Stored data
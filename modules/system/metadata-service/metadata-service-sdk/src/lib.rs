#![cfg_attr(coverage_nightly, feature(coverage_attribute))]
//! Metadata Service SDK
//!
//! This crate provides the public contracts of the `metadata_service` module:
//!
//! - [`MetadataServiceClient`] - query API served by every exporting node
//! - [`MetadataStorage`] - storage strategy plugin API (`local`, `remote`, `composite`)
//! - [`MetadataCenterClient`] - external metadata center used by remote storage
//! - [`Transport`] / [`ServiceInvoker`] - RPC transport boundary (bind, publish, invoke)
//! - [`RemoteMetadataClient`] - query client talking to a published metadata endpoint
//! - Models ([`ServiceUrl`], [`MetadataInfo`], [`ServiceQuery`]) and error types
//!
//! ## Usage
//!
//! ```
//! # use metadata_service_sdk::{ServiceQuery, ServiceUrl};
//! let url = ServiceUrl::new("dubbo", "10.0.0.7", 2002, "demo.DemoService")
//!     .with_param("version", "1.0.0");
//!
//! let query = ServiceQuery::new("demo.DemoService").with_version("1.0.0");
//! assert!(query.matches(&url));
//! assert_eq!(url.to_string(), "dubbo://10.0.0.7:2002/demo.DemoService?version=1.0.0");
//! ```
#![forbid(unsafe_code)]
#![deny(rust_2018_idioms)]

pub mod api;
pub mod error;
pub mod metadata_center;
pub mod models;
pub mod plugin_storage;
pub mod remote;
pub mod transport;

pub use api::{MetadataServiceClient, methods};
pub use error::{BindError, InvokeError, MetadataServiceError, UrlParseError};
pub use metadata_center::MetadataCenterClient;
pub use models::{
    APPLICATION_KEY, GROUP_KEY, METADATA_SERVICE_NAME, METADATA_SERVICE_VERSION,
    METADATA_TYPE_KEY, MetadataInfo, SIDE_KEY, ServiceInfo, ServiceQuery, ServiceUrl, VERSION_KEY,
    socket_address,
};
pub use plugin_storage::MetadataStorage;
pub use remote::RemoteMetadataClient;
pub use transport::{BindSpec, Invocation, ListenerHandle, ListenerInfo, ServiceInvoker, Transport};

ASSIGNMENT
The answer should be the full set of records, reproduced exactly.

TASK RESPONSE
filename modules/system/metadata-service/metadata-service-sdk/src/lib.rs
#![cfg_attr(coverage_nightly, feature(coverage_attribute))]
//! Metadata Service SDK
//!
//! This crate provides the public contracts of the `metadata_service` module:
//!
//! - [`MetadataServiceClient`] - query API served by every exporting node
//! - [`MetadataStorage`] - storage strategy plugin API (`local`, `remote`, `composite`)
//! - [`MetadataCenterClient`] - external metadata center used by remote storage
//! - [`Transport`] / [`ServiceInvoker`] - RPC transport boundary (bind, publish, invoke)
//! - [`RemoteMetadataClient`] - query client talking to a published metadata endpoint
//! - Models ([`ServiceUrl`], [`MetadataInfo`], [`ServiceQuery`]) and error types
//!
//! ## Usage
//!
//! ```
//! # use metadata_service_sdk::{ServiceQuery, ServiceUrl};
//! let url = ServiceUrl::new("dubbo", "10.0.0.7", 2002, "demo.DemoService")
//!     .with_param("version", "1.0.0");
//!
//! let query = ServiceQuery::new("demo.DemoService").with_version("1.0.0");
//! assert!(query.matches(&url));
//! assert_eq!(url.to_string(), "dubbo://10.0.0.7:2002/demo.DemoService?version=1.0.0");
//! ```
#![forbid(unsafe_code)]
#![deny(rust_2018_idioms)]

pub mod api;
pub mod error;
pub mod metadata_center;
pub mod models;
pub mod plugin_storage;
pub mod remote;
pub mod transport;

pub use api::{MetadataServiceClient, methods};
pub use error::{BindError, InvokeError, MetadataServiceError, UrlParseError};
pub use metadata_center::MetadataCenterClient;
pub use models::{
    APPLICATION_KEY, GROUP_KEY, METADATA_SERVICE_NAME, METADATA_SERVICE_VERSION,
    METADATA_TYPE_KEY, MetadataInfo, SIDE_KEY, ServiceInfo, ServiceQuery, ServiceUrl, VERSION_KEY,
    socket_address,
};
pub use plugin_storage::MetadataStorage;
pub use remote::RemoteMetadataClient;
pub use transport::{BindSpec, Invocation, ListenerHandle, ListenerInfo, ServiceInvoker, Transport};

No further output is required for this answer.